Trump‘s request to prevent the House select committee from obtaining the records while the case moves through the courts has been overruled, which means Congress will have access to more than 700 documents related to the attack.
Trump‘s only high court opponent who indicated he would grant Trump’s request for an injunction was Clarence Thomas. Typical of emergency stay requests, there was no explanation provided for the denial of the application.
In light of the Supreme Court decision, the select committee has gained access to some of the most sensitive White House records from the Trump administration, including call logs, daily presidential diaries, and handwritten memos from his top aides.
Donald Trump tried to hide documents in his files by claiming executive privilege, which also included materials in the files of his former White House chief of staff Mark Meadows, deputy counsel Pat Philbin, and advisor Stephen Miller.
Attorneys for the Justice Department wrote in an earlier filing that these records relate to events on or about January 6 and may aid the Select Committee’s investigation into that day.
It is also likely that the supreme court’s decision, following the earlier rejection of Trump‘s request by lower courts, will impact other lawsuits filed against the panel, which hinge on Trump‘s pending litigation.
During the case, Trump‘s lawyers urged the Supreme Court to take the case because they disagreed with an earlier ruling that a current president could waive executive privilege over the objections of a former president.

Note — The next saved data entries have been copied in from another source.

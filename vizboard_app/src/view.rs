// vizboard_app/src/view.rs

use crate::config::ViewConfig;
use crate::input::{PointerEvent, PointerPhase};
use nalgebra::{Point2, Vector2};
use vizboard_core::frames::{PanControl, Projector};
use vizboard_core::types::{MapPoint, ScreenPoint};

/// A top-down orthographic camera: a fixed-frame point at the canvas
/// center, a zoom in pixels per meter, and drag-to-pan.
///
/// Map coordinates are fixed-frame coordinates.
#[derive(Debug, Clone)]
pub struct PanZoomView {
    width: f64,
    height: f64,
    center: Point2<f64>,
    pixels_per_meter: f64,
    panning_enabled: bool,
    drag_anchor: Option<ScreenPoint>,
}

impl PanZoomView {
    pub fn new(width: f64, height: f64, center: Point2<f64>, pixels_per_meter: f64) -> Self {
        Self {
            width,
            height,
            center,
            pixels_per_meter,
            panning_enabled: true,
            drag_anchor: None,
        }
    }

    pub fn from_config(cfg: &ViewConfig) -> Self {
        Self::new(
            cfg.width,
            cfg.height,
            Point2::new(cfg.center[0], cfg.center[1]),
            cfg.pixels_per_meter,
        )
    }

    pub fn width(&self) -> f64 {
        self.width
    }

    pub fn height(&self) -> f64 {
        self.height
    }

    pub fn center(&self) -> Point2<f64> {
        self.center
    }

    pub fn pixels_per_meter(&self) -> f64 {
        self.pixels_per_meter
    }

    pub fn resize(&mut self, width: f64, height: f64) {
        self.width = width;
        self.height = height;
    }

    pub fn set_center(&mut self, center: Point2<f64>) {
        self.center = center;
    }

    /// Non-positive or non-finite zoom values are ignored.
    pub fn set_zoom(&mut self, pixels_per_meter: f64) -> bool {
        if pixels_per_meter.is_finite() && pixels_per_meter > 0.0 {
            self.pixels_per_meter = pixels_per_meter;
            true
        } else {
            false
        }
    }

    /// Feeds a pointer event to the pan gesture. Returns true when the view
    /// moved.
    pub fn handle_pointer(&mut self, event: &PointerEvent) -> bool {
        let at = event.position();
        match event.phase {
            PointerPhase::Down => {
                self.drag_anchor = self.panning_enabled.then_some(at);
                false
            }
            PointerPhase::Move => {
                let Some(anchor) = self.drag_anchor else {
                    return false;
                };
                if !self.panning_enabled {
                    self.drag_anchor = None;
                    return false;
                }
                let d = at - anchor;
                self.center -= Vector2::new(d.x, -d.y) / self.pixels_per_meter;
                self.drag_anchor = Some(at);
                d.x != 0.0 || d.y != 0.0
            }
            PointerPhase::Up => {
                self.drag_anchor = None;
                false
            }
        }
    }
}

impl Projector for PanZoomView {
    fn fixed_to_screen(&self, p: Point2<f64>) -> ScreenPoint {
        Point2::new(
            self.width / 2.0 + (p.x - self.center.x) * self.pixels_per_meter,
            self.height / 2.0 - (p.y - self.center.y) * self.pixels_per_meter,
        )
    }

    fn map_to_screen(&self, p: MapPoint) -> ScreenPoint {
        self.fixed_to_screen(p)
    }

    fn screen_to_map(&self, px: ScreenPoint) -> MapPoint {
        Point2::new(
            self.center.x + (px.x - self.width / 2.0) / self.pixels_per_meter,
            self.center.y - (px.y - self.height / 2.0) / self.pixels_per_meter,
        )
    }

    fn units_in_pixels(&self, meters: f64) -> f64 {
        meters * self.pixels_per_meter
    }
}

impl PanControl for PanZoomView {
    fn set_panning_enabled(&mut self, enabled: bool) {
        self.panning_enabled = enabled;
        if !enabled {
            self.drag_anchor = None;
        }
    }

    fn panning_enabled(&self) -> bool {
        self.panning_enabled
    }
}
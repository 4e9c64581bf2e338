// vizboard_app/src/binding.rs

use crate::error::DashboardError;
use crate::timers::{TimerId, TimerQueue};
use crate::transport::{Delivery, FeedTransport, Inbox, SubscribeOptions, SubscriptionId};
use tracing::debug;
use vizboard_core::messages::{FeedMessage, MessageType};
use vizboard_core::types::Millis;

/// One widget's hold on one feed.
///
/// At most one subscription is live at any time: binding to a new topic
/// always drops the old subscription first. Deliveries that arrive tagged
/// with any other subscription are stale and are discarded.
///
/// With a throttle configured, a message arriving sooner than the interval
/// after the last accepted one is held back, replacing any message already
/// held, and released by a timer when the interval has passed.
#[derive(Debug)]
pub struct FeedBinding {
    message_type: MessageType,
    throttle_ms: Option<u64>,
    topic: String,
    subscription: Option<SubscriptionId>,
    last_accepted: Option<Millis>,
    held: Option<FeedMessage>,
    release_timer: Option<TimerId>,
}

impl FeedBinding {
    pub fn new(message_type: MessageType, throttle_ms: Option<u64>) -> Self {
        Self {
            message_type,
            throttle_ms,
            topic: String::new(),
            subscription: None,
            last_accepted: None,
            held: None,
            release_timer: None,
        }
    }

    /// Sets the topic to bind to later, without subscribing.
    pub fn with_topic(mut self, topic: impl Into<String>) -> Self {
        self.topic = topic.into();
        self
    }

    pub fn message_type(&self) -> MessageType {
        self.message_type
    }

    pub fn topic(&self) -> &str {
        &self.topic
    }

    pub fn subscription(&self) -> Option<SubscriptionId> {
        self.subscription
    }

    pub fn is_bound(&self) -> bool {
        self.subscription.is_some()
    }

    /// Points the binding at `topic`. The previous subscription (if any) is
    /// dropped first. An empty topic leaves the binding idle. Returns
    /// whether a subscription is now live.
    pub fn bind<T: FeedTransport, P>(
        &mut self,
        transport: &mut T,
        timers: &mut TimerQueue<P>,
        topic: &str,
        inbox: &Inbox,
    ) -> Result<bool, DashboardError> {
        self.teardown(transport, timers);
        self.topic = topic.to_string();
        if topic.is_empty() {
            debug!(message_type = %self.message_type, "No topic chosen; binding stays idle");
            return Ok(false);
        }
        let options = SubscribeOptions {
            throttle_ms: self.throttle_ms,
        };
        let id = transport.subscribe(topic, self.message_type, options, inbox.clone())?;
        debug!(topic, subscription = %id, "Feed bound");
        self.subscription = Some(id);
        Ok(true)
    }

    /// Re-subscribes to the current topic.
    pub fn reconnect<T: FeedTransport, P>(
        &mut self,
        transport: &mut T,
        timers: &mut TimerQueue<P>,
        inbox: &Inbox,
    ) -> Result<bool, DashboardError> {
        let topic = self.topic.clone();
        self.bind(transport, timers, &topic, inbox)
    }

    /// Drops the live subscription and anything held back for it.
    pub fn teardown<T: FeedTransport, P>(&mut self, transport: &mut T, timers: &mut TimerQueue<P>) {
        if let Some(id) = self.subscription.take() {
            transport.unsubscribe(id);
            debug!(topic = %self.topic, subscription = %id, "Feed unbound");
        }
        if let Some(timer) = self.release_timer.take() {
            timers.cancel(timer);
        }
        self.held = None;
        self.last_accepted = None;
    }

    /// Decides what to do with an inbound delivery at time `now`. Returns
    /// the message if it should be applied immediately. A throttled message
    /// is held, and a release timer built by `on_release` is scheduled if
    /// none is pending.
    pub fn admit<P>(
        &mut self,
        delivery: Delivery,
        now: Millis,
        timers: &mut TimerQueue<P>,
        on_release: impl FnOnce(SubscriptionId) -> P,
    ) -> Option<FeedMessage> {
        if Some(delivery.subscription) != self.subscription {
            debug!(
                topic = %delivery.topic,
                subscription = %delivery.subscription,
                "Dropping stale delivery"
            );
            return None;
        }
        if delivery.message.message_type() != self.message_type {
            debug!(topic = %delivery.topic, "Dropping delivery of the wrong type");
            return None;
        }

        match (self.throttle_ms, self.last_accepted) {
            (Some(interval), Some(last)) if now.saturating_sub(last) < interval => {
                debug!(topic = %delivery.topic, "Delivery throttled; holding latest");
                self.held = Some(delivery.message);
                if self.release_timer.is_none() {
                    let timer = timers.schedule(last + interval, on_release(delivery.subscription));
                    self.release_timer = Some(timer);
                }
                None
            }
            _ => {
                self.last_accepted = Some(now);
                Some(delivery.message)
            }
        }
    }

    /// Releases the held message when its timer fires. A timer belonging to
    /// an earlier subscription releases nothing.
    pub fn release(&mut self, subscription: SubscriptionId, now: Millis) -> Option<FeedMessage> {
        if Some(subscription) != self.subscription {
            return None;
        }
        self.release_timer = None;
        let message = self.held.take()?;
        self.last_accepted = Some(now);
        Some(message)
    }
}

#[cfg(test)]
mod tests {
    use super::*;
    use crate::transport::{new_inbox, LoopbackTransport};
    use vizboard_core::messages::{MarkerArray, OccupancyGrid};

    fn grid(width: u32) -> FeedMessage {
        let mut g = OccupancyGrid::default();
        g.info.width = width;
        FeedMessage::OccupancyGrid(g)
    }

    fn next(inbox: &Inbox) -> Delivery {
        inbox.borrow_mut().pop_front().unwrap()
    }

    #[test]
    fn empty_topic_leaves_binding_idle() {
        let mut transport = LoopbackTransport::new();
        let mut timers = TimerQueue::<()>::new();
        let mut binding = FeedBinding::new(MessageType::MarkerArray, None);
        assert!(!binding.bind(&mut transport, &mut timers, "", &new_inbox()).unwrap());
        assert!(!binding.is_bound());
    }

    #[test]
    fn rebinding_never_double_subscribes() {
        let mut transport = LoopbackTransport::new();
        let mut timers = TimerQueue::<()>::new();
        let inbox = new_inbox();
        let mut binding = FeedBinding::new(MessageType::MarkerArray, None);

        binding.bind(&mut transport, &mut timers, "/a", &inbox).unwrap();
        binding.bind(&mut transport, &mut timers, "/a", &inbox).unwrap();
        binding.bind(&mut transport, &mut timers, "/b", &inbox).unwrap();
        assert_eq!(transport.subscriber_count("/a"), 0);
        assert_eq!(transport.subscriber_count("/b"), 1);
    }

    #[test]
    fn queued_delivery_from_replaced_subscription_is_stale() {
        let mut transport = LoopbackTransport::new();
        let mut timers = TimerQueue::<()>::new();
        let inbox = new_inbox();
        let mut binding = FeedBinding::new(MessageType::MarkerArray, None);

        binding.bind(&mut transport, &mut timers, "/a", &inbox).unwrap();
        transport
            .publish("/a", FeedMessage::MarkerArray(MarkerArray::default()), false)
            .unwrap();
        binding.bind(&mut transport, &mut timers, "/b", &inbox).unwrap();

        let in_flight = next(&inbox);
        assert!(binding.admit(in_flight, 0, &mut timers, |_| ()).is_none());
    }

    #[test]
    fn throttled_message_is_held_and_released_by_timer() {
        let mut transport = LoopbackTransport::new();
        let mut timers = TimerQueue::new();
        let inbox = new_inbox();
        let mut binding = FeedBinding::new(MessageType::OccupancyGrid, Some(2000));
        binding.bind(&mut transport, &mut timers, "/map", &inbox).unwrap();

        for w in 1..=3 {
            transport.publish("/map", grid(w), false).unwrap();
        }
        assert_eq!(binding.admit(next(&inbox), 100, &mut timers, |s| s), Some(grid(1)));
        assert_eq!(binding.admit(next(&inbox), 500, &mut timers, |s| s), None);
        assert_eq!(binding.admit(next(&inbox), 900, &mut timers, |s| s), None);

        // One timer, due when the interval since the first accept elapses.
        assert_eq!(timers.len(), 1);
        assert_eq!(timers.pop_due(2099), None);
        let (_, sub) = timers.pop_due(2100).unwrap();
        assert_eq!(binding.release(sub, 2100), Some(grid(3)));
        assert_eq!(binding.release(sub, 2100), None);
    }

    #[test]
    fn teardown_cancels_the_release_timer() {
        let mut transport = LoopbackTransport::new();
        let mut timers = TimerQueue::new();
        let inbox = new_inbox();
        let mut binding = FeedBinding::new(MessageType::OccupancyGrid, Some(2000));
        binding.bind(&mut transport, &mut timers, "/map", &inbox).unwrap();
        transport.publish("/map", grid(1), false).unwrap();
        transport.publish("/map", grid(2), false).unwrap();
        binding.admit(next(&inbox), 0, &mut timers, |s| s);
        binding.admit(next(&inbox), 10, &mut timers, |s| s);
        assert_eq!(timers.len(), 1);

        binding.bind(&mut transport, &mut timers, "/other", &inbox).unwrap();
        assert!(timers.is_empty());
    }
}
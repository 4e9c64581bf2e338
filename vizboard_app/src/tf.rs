// vizboard_app/src/tf.rs

use crate::config::FrameConfig;
use nalgebra::Isometry3;
use std::collections::HashMap;
use tracing::warn;
use vizboard_core::frames::FrameResolver;
use vizboard_core::types::FrameId;

// =========================================================================
// == TF Tree (The "Service") ==
// =========================================================================

/// A frame tree built from parent/child edges.
///
/// Frames are resolved by composing edges up to the root of their tree. Two
/// frames can only be related when they share a root; a frame that was
/// never mentioned, or that sits in a tree not containing the fixed frame,
/// does not resolve.
#[derive(Debug, Clone)]
pub struct TfTree {
    fixed: FrameId,
    /// child -> (parent, pose of child in parent)
    edges: HashMap<FrameId, (FrameId, Isometry3<f64>)>,
}

impl TfTree {
    pub fn new(fixed: FrameId) -> Self {
        Self {
            fixed,
            edges: HashMap::new(),
        }
    }

    pub fn from_config(fixed: &str, frames: &[FrameConfig]) -> Self {
        let mut tree = Self::new(FrameId::from(fixed));
        for f in frames {
            tree.set_transform(FrameId::new(f.id.as_str()), FrameId::new(f.parent.as_str()), f.to_isometry());
        }
        tree
    }

    pub fn set_fixed_frame(&mut self, fixed: FrameId) {
        self.fixed = fixed;
    }

    /// Inserts or replaces the edge `parent -> child`.
    pub fn set_transform(&mut self, child: FrameId, parent: FrameId, pose: Isometry3<f64>) {
        self.edges.insert(child, (parent, pose));
    }

    fn is_known(&self, frame: &FrameId) -> bool {
        *frame == self.fixed
            || self.edges.contains_key(frame)
            || self.edges.values().any(|(parent, _)| parent == frame)
    }

    /// Root of `frame`'s tree and the pose of `frame` in it.
    fn to_root(&self, frame: &FrameId) -> Option<(FrameId, Isometry3<f64>)> {
        if !self.is_known(frame) {
            return None;
        }
        let mut pose = Isometry3::identity();
        let mut current = frame;
        // More hops than edges means a cycle.
        for _ in 0..=self.edges.len() {
            match self.edges.get(current) {
                Some((parent, edge)) => {
                    pose = edge * pose;
                    current = parent;
                }
                None => return Some((current.clone(), pose)),
            }
        }
        warn!(frame = %frame, "Frame tree contains a cycle");
        None
    }
}

impl FrameResolver for TfTree {
    fn fixed_frame(&self) -> &FrameId {
        &self.fixed
    }

    fn resolved_frame(&self, frame: &FrameId) -> Option<Isometry3<f64>> {
        let (root, in_root) = self.to_root(frame)?;
        let (fixed_root, fixed_in_root) = self.to_root(&self.fixed)?;
        (root == fixed_root).then(|| fixed_in_root.inverse() * in_root)
    }

    fn transform_pose(
        &self,
        source: &FrameId,
        target: &FrameId,
        pose: &Isometry3<f64>,
    ) -> Option<Isometry3<f64>> {
        let (source_root, source_in_root) = self.to_root(source)?;
        let (target_root, target_in_root) = self.to_root(target)?;
        (source_root == target_root).then(|| target_in_root.inverse() * source_in_root * pose)
    }
}

#[cfg(test)]
mod tests {
    use super::*;
    use approx::assert_abs_diff_eq;
    use nalgebra::{Translation3, UnitQuaternion, Vector3};
    use std::f64::consts::FRAC_PI_2;

    fn iso(x: f64, y: f64, yaw: f64) -> Isometry3<f64> {
        Isometry3::from_parts(
            Translation3::new(x, y, 0.0),
            UnitQuaternion::from_axis_angle(&Vector3::z_axis(), yaw),
        )
    }

    fn tree() -> TfTree {
        let mut tf = TfTree::new(FrameId::from("map"));
        tf.set_transform("odom".into(), "map".into(), iso(1.0, 0.0, FRAC_PI_2));
        tf.set_transform("base_link".into(), "odom".into(), iso(2.0, 0.0, 0.0));
        tf
    }

    #[test]
    fn chains_compose_up_to_the_fixed_frame() {
        let tf = tree();
        let base = tf.resolved_frame(&"base_link".into()).unwrap();
        assert_abs_diff_eq!(base.translation.vector.x, 1.0, epsilon = 1e-9);
        assert_abs_diff_eq!(base.translation.vector.y, 2.0, epsilon = 1e-9);
    }

    #[test]
    fn fixed_frame_can_sit_below_the_root() {
        let mut tf = tree();
        tf.set_fixed_frame("odom".into());
        let base = tf.resolved_frame(&"base_link".into()).unwrap();
        assert_abs_diff_eq!(base.translation.vector.x, 2.0, epsilon = 1e-9);
        assert_abs_diff_eq!(base.translation.vector.y, 0.0, epsilon = 1e-9);
    }

    #[test]
    fn unknown_and_disconnected_frames_do_not_resolve() {
        let mut tf = tree();
        assert!(tf.resolved_frame(&"camera".into()).is_none());
        tf.set_transform("lidar".into(), "elsewhere".into(), Isometry3::identity());
        assert!(tf.resolved_frame(&"lidar".into()).is_none());
        assert!(tf.resolved_frame(&"map".into()).is_some());
    }

    #[test]
    fn cycles_do_not_hang() {
        let mut tf = TfTree::new(FrameId::from("map"));
        tf.set_transform("a".into(), "b".into(), Isometry3::identity());
        tf.set_transform("b".into(), "a".into(), Isometry3::identity());
        assert!(tf.resolved_frame(&"a".into()).is_none());
    }
}
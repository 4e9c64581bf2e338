// vizboard_core/src/lib.rs

// This file defines the public modules of the library.
pub mod error;
pub mod frames;
pub mod mapping;
pub mod markers;
pub mod messages;
pub mod poses;
pub mod prelude;
pub mod render;
pub mod types;
pub mod waypoints;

Former presidents cannot maintain executive privilege over the objection of an incumbent, who is often a political rival as is the case here, the lower court ruled.
According to Trump’s legal team, the select committee was engaged in a partisan investigation in order to cause political damage to the former president and lacked a legitimate, legislative basis for seeking the documents.
As a result of these broad requests, the committee’s investigation of Trump deviates from any of Congress’ legislative functions, Trump’s attorneys said of the panel.
In an unsigned opinion, the Supreme Court rejected those arguments, reinstating the decision by the appellate court that, while Trump had some limited executive privilege powers, they were not sufficient to override Biden’s waiver.
In its ruling, the court cited a 1977 supreme court decision in a dispute between former president Richard Nixon and the National Archives, which stated that it was the president’s responsibility to decide whether the protection should be asserted.
According to the appeals court, if the select committee can cite at least one legislative purpose for the documents – reforming laws to avoid a repeat of January 6, for example – that is sufficient to justify its request for Trump’s records.
The committee has also refuted Trump’s claim that forcing the National Archives to provide White House documents could discourage future presidential aides from providing candid advice.
Trump’s behavior and some of his most senior aides under investigation went far beyond any usual considerations regarding a president’s official duties, the committee said.
As soon as the supreme court handed down its ruling, investigators in the select committee’s offices on Capitol Hill began clapping in celebration, as the panel was subpoenaing more individuals connected to the January 6 rebellion.
A panel of federal investigators issued subpoenas to far-right Trump activists Nicholas Fuentes and Patrick Casey who received thousands of dollars in funds that may have been connected to illegal activity and the attack on the Capitol.
Fuentes and Casey have been subpoenaed to provide documents and testimony to the panel about the funding for the rallies preceding the Capitol attack and the coordinated travel plans of thousands of pro-Trump rioters.
The chairman of the select committee, Congressman Bennie Thompson, said House investigators are looking into the pair because they were intimately involved in the transfer of money surrounding the attack on the Capitol, and were present on the Capitol grounds on January 6.
In the subpoena letters, the select committee alleged that Fuentes and Casey led the “America First” or “Groyper” movement while trying to prevent Joe Biden’s election win and get Trump a second term.